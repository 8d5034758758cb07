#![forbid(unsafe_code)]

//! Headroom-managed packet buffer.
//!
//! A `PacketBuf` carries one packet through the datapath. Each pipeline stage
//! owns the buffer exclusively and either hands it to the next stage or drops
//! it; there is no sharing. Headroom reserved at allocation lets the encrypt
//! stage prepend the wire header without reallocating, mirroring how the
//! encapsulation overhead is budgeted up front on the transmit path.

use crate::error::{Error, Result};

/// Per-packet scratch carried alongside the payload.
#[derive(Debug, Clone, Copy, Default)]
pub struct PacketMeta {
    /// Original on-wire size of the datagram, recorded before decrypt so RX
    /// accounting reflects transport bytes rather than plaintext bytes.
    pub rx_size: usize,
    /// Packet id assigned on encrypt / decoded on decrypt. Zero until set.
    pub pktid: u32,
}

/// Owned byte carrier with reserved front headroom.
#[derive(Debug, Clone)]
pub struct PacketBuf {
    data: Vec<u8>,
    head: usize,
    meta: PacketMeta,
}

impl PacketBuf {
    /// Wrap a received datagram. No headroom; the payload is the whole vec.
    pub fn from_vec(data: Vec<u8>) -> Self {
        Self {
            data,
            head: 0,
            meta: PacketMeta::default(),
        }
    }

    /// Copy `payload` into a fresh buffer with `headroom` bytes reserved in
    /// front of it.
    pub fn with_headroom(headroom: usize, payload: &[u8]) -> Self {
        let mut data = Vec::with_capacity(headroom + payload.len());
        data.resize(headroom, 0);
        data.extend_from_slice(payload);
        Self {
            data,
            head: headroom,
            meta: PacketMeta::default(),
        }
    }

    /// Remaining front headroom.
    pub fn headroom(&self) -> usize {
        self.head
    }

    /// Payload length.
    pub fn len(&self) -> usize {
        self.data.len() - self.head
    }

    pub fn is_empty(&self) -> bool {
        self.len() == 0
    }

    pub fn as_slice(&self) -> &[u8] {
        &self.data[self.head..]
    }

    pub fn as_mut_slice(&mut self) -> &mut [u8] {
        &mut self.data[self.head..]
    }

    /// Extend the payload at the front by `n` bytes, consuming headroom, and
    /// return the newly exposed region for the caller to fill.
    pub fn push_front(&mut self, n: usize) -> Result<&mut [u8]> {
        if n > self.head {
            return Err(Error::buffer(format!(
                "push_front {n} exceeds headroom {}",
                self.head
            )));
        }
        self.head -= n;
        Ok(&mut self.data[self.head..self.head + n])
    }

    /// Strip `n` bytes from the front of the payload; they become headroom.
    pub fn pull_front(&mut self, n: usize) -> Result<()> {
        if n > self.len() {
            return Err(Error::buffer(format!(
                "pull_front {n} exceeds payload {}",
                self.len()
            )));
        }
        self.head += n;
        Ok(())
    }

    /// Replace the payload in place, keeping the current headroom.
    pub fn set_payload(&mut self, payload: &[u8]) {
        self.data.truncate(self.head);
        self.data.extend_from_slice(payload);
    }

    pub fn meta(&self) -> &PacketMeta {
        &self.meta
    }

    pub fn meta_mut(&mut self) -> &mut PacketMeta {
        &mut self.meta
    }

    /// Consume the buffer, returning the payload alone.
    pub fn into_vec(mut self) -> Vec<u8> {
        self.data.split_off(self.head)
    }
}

____

**Exercise prompt**
Compute the number of lines above that contain the string "PacketBuf". Reply with that value only.

**Solution below**
3